Cour de cassation, civile, Chambre commerciale, 29 janvier 2020, 19-12.584, Publié au bulletin

Texte intégral

RÉPUBLIQUE FRANCAISE
AU NOM DU PEUPLE FRANCAIS

LA COUR DE CASSATION, CHAMBRE COMMERCIALE, a rendu l'arrêt suivant :

COMM.

LG



COUR DE CASSATION
______________________


Audience publique du 29 janvier 2020




Rejet


Mme MOUILLARD, président



Arrêt n° 99 F-P+B

Pourvoi n° W 19-12.584








R É P U B L I Q U E F R A N Ç A I S E

_________________________

AU NOM DU PEUPLE FRANÇAIS
_________________________


ARRÊT DE LA COUR DE CASSATION, CHAMBRE COMMERCIALE, FINANCIÈRE ET ÉCONOMIQUE, DU 29 JANVIER 2020

La société DP Logiciels, société par actions simplifiée, dont le siège est [...] , a formé le pourvoi n° W 19-12.584 contre l'arrêt rendu le 20 novembre 2018 par la cour d'appel de Paris (pole 5, chambre 8), dans le litige l'opposant :

1°/ à M. H... Y..., domicilié [...],

2°/ à la société Un Élément, entreprise unipersonnelle à responsabilité limitée, dont le siège est [...] ,

défendeurs à la cassation.

La demanderesse invoque, à l'appui de son pourvoi, le moyen unique de cassation annexé au présent arrêt.

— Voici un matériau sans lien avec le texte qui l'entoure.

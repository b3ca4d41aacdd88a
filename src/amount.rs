//! Fixed-point ledger amounts and offer prices
//!
//! Ledger amounts carry seven fractional digits and are encoded as signed
//! 64-bit stroop counts (1 unit = 10^7 stroops). Prices are encoded as an
//! `n/d` pair of positive 32-bit integers.

use crate::errors::RequestError;
use rust_decimal::prelude::ToPrimitive;
use rust_decimal::{Decimal, RoundingStrategy};
use std::fmt;
use std::str::FromStr;

/// Fractional digits of ledger amounts
pub const AMOUNT_SCALE: u32 = 7;

const STROOPS_PER_UNIT: i64 = 10_000_000;

/// Largest trustline limit, `i64::MAX` stroops
pub const MAX_TRUST_LIMIT: i64 = i64::MAX;

/// Parse a decimal amount as typed by the operator
pub fn parse_amount(text: &str) -> Result<Decimal, RequestError> {
    let value = Decimal::from_str(text.trim())
        .map_err(|e| RequestError::Parse(format!("invalid amount '{}': {}", text, e)))?;
    if value.is_sign_negative() {
        return Err(RequestError::Parse(format!("amount '{}' is negative", text)));
    }
    Ok(value)
}

/// Round toward zero to ledger precision
pub fn truncate(value: Decimal) -> Decimal {
    let mut rounded = value.round_dp_with_strategy(AMOUNT_SCALE, RoundingStrategy::ToZero);
    rounded.rescale(AMOUNT_SCALE);
    rounded
}

/// Format with exactly seven fractional digits, e.g. `200.0000000`
pub fn format_amount(value: Decimal) -> String {
    truncate(value).to_string()
}

/// Convert to stroops. The value must be positive and representable
/// without losing digits.
pub fn to_stroops(value: Decimal) -> Result<i64, RequestError> {
    if value <= Decimal::ZERO {
        return Err(RequestError::InvalidOperation(format!(
            "amount must be positive, got {}",
            value
        )));
    }
    let scaled = value
        .checked_mul(Decimal::from(STROOPS_PER_UNIT))
        .ok_or_else(|| RequestError::InvalidOperation(format!("amount {} is too large", value)))?;
    if !scaled.fract().is_zero() {
        return Err(RequestError::InvalidOperation(format!(
            "amount {} has more than {} decimal places",
            value, AMOUNT_SCALE
        )));
    }
    scaled
        .to_i64()
        .ok_or_else(|| RequestError::InvalidOperation(format!("amount {} is too large", value)))
}

/// Parse a decimal string straight into stroops
pub fn parse_stroops(text: &str) -> Result<i64, RequestError> {
    to_stroops(parse_amount(text)?)
}

/// Offer price as a rational number
#[derive(Debug, Clone, Copy, PartialEq, Eq)]
pub struct Price {
    pub n: i32,
    pub d: i32,
}

impl Price {
    /// Best rational approximation with 32-bit terms, by continued fractions
    pub fn from_decimal(value: Decimal) -> Result<Self, RequestError> {
        if value <= Decimal::ZERO {
            return Err(RequestError::InvalidOperation(format!(
                "price must be positive, got {}",
                value
            )));
        }
        let max = Decimal::from(i32::MAX);
        let mut number = value;
        // Convergents h/k, seeded with 0/1 and 1/0
        let (mut h2, mut h1) = (Decimal::ZERO, Decimal::ONE);
        let (mut k2, mut k1) = (Decimal::ONE, Decimal::ZERO);

        loop {
            if number > max {
                break;
            }
            let a = number.floor();
            let f = number - a;
            let h = a * h1 + h2;
            let k = a * k1 + k2;
            if h > max || k > max {
                break;
            }
            h2 = h1;
            h1 = h;
            k2 = k1;
            k1 = k;
            if f.is_zero() {
                break;
            }
            number = match Decimal::ONE.checked_div(f) {
                Some(next) => next,
                None => break,
            };
        }

        match (h1.to_i32(), k1.to_i32()) {
            (Some(n), Some(d)) if n > 0 && d > 0 => Ok(Price { n, d }),
            _ => Err(RequestError::InvalidOperation(format!(
                "price {} cannot be represented",
                value
            ))),
        }
    }

    pub fn to_decimal(&self) -> Decimal {
        Decimal::from(self.n) / Decimal::from(self.d)
    }
}

impl FromStr for Price {
    type Err = RequestError;

    fn from_str(s: &str) -> Result<Self, Self::Err> {
        let value = Decimal::from_str(s.trim())
            .map_err(|e| RequestError::Parse(format!("invalid price '{}': {}", s, e)))?;
        Price::from_decimal(value)
    }
}

impl fmt::Display for Price {
    fn fmt(&self, f: &mut fmt::Formatter<'_>) -> fmt::Result {
        write!(f, "{}/{}", self.n, self.d)
    }
}

#[cfg(test)]
mod tests {
    use super::*;
    use proptest::prelude::*;

    fn dec(s: &str) -> Decimal {
        Decimal::from_str(s).unwrap()
    }

    #[test]
    fn test_format_amount_seven_digits() {
        assert_eq!(format_amount(dec("200")), "200.0000000");
        assert_eq!(format_amount(dec("1.23456789")), "1.2345678");
        assert_eq!(format_amount(dec("0.00000001")), "0.0000000");
    }

    #[test]
    fn test_to_stroops() {
        assert_eq!(parse_stroops("20").unwrap(), 200_000_000);
        assert_eq!(parse_stroops("0.0000001").unwrap(), 1);
        assert_eq!(
            parse_stroops("922337203685.4775807").unwrap(),
            MAX_TRUST_LIMIT
        );
        assert!(matches!(
            parse_stroops("0.00000001"),
            Err(RequestError::InvalidOperation(_))
        ));
        assert!(matches!(parse_stroops("0"), Err(RequestError::InvalidOperation(_))));
        assert!(matches!(parse_stroops("-1"), Err(RequestError::Parse(_))));
        assert!(matches!(parse_stroops("ten"), Err(RequestError::Parse(_))));
        assert!(parse_stroops("922337203685.4775808").is_err());
    }

    #[test]
    fn test_price_approximation() {
        assert_eq!(Price::from_decimal(dec("0.5")).unwrap(), Price { n: 1, d: 2 });
        assert_eq!(Price::from_decimal(dec("2")).unwrap(), Price { n: 2, d: 1 });
        assert_eq!(
            Price::from_str("0.1000").unwrap(),
            Price { n: 1, d: 10 }
        );
        assert_eq!(
            Price::from_str("1.25").unwrap().to_decimal(),
            dec("1.25")
        );
        assert!(Price::from_str("0").is_err());
        assert!(matches!(Price::from_str("abc"), Err(RequestError::Parse(_))));
    }

    proptest! {
        #[test]
        fn prop_price_close_to_input(n in 1u32..1_000_000, d in 1u32..1_000_000) {
            let value = Decimal::from(n) / Decimal::from(d);
            let price = Price::from_decimal(value).unwrap();
            let diff = (price.to_decimal() - value).abs();
            prop_assert!(diff <= value * dec("0.000001"));
        }

        #[test]
        fn prop_stroops_match_formatted_amount(units in 1i64..1_000_000_000_000i64) {
            let value = Decimal::new(units, AMOUNT_SCALE);
            prop_assert_eq!(to_stroops(value).unwrap(), units);
            prop_assert_eq!(parse_stroops(&format_amount(value)).unwrap(), units);
        }
    }
}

Le dossier a été communiqué au procureur général.

Sur le rapport de M. Ponsot, conseiller, les observations de la SCP Baraduc, Duhamel et Rameix, avocat de la société DP Logiciels, de la SCP Waquet, Farge et Hazan, avocat de M. Y... et de l'EURL Un Élément, et l'avis de Mme Guinamant, avocat général référendaire, après débats en l'audience publique du 3 décembre 2019 où étaient présents Mme Mouillard, président, M. Ponsot, conseiller rapporteur, M. Guérin, conseiller doyen, et Mme Labat, greffier de chambre,

la chambre commerciale, financière et économique de la Cour de cassation, composée des président et conseillers précités, après en avoir délibéré conformément à la loi, a rendu le présent ;

Faits et procédure

1. Selon l'arrêt attaqué (Paris, 20 novembre 2018), M. Y... et l'EURL Un Élément ont cédé la totalité des actions de la société par actions simplifiée Entities (la société Entities) à la société DP Logiciels.

2. Estimant avoir été trompée sur l'état de la société Entities, la société cessionnaire a assigné les cédants devant le tribunal de commerce de Paris en application d'une clause attributive de juridiction stipulée dans l'acte de cession.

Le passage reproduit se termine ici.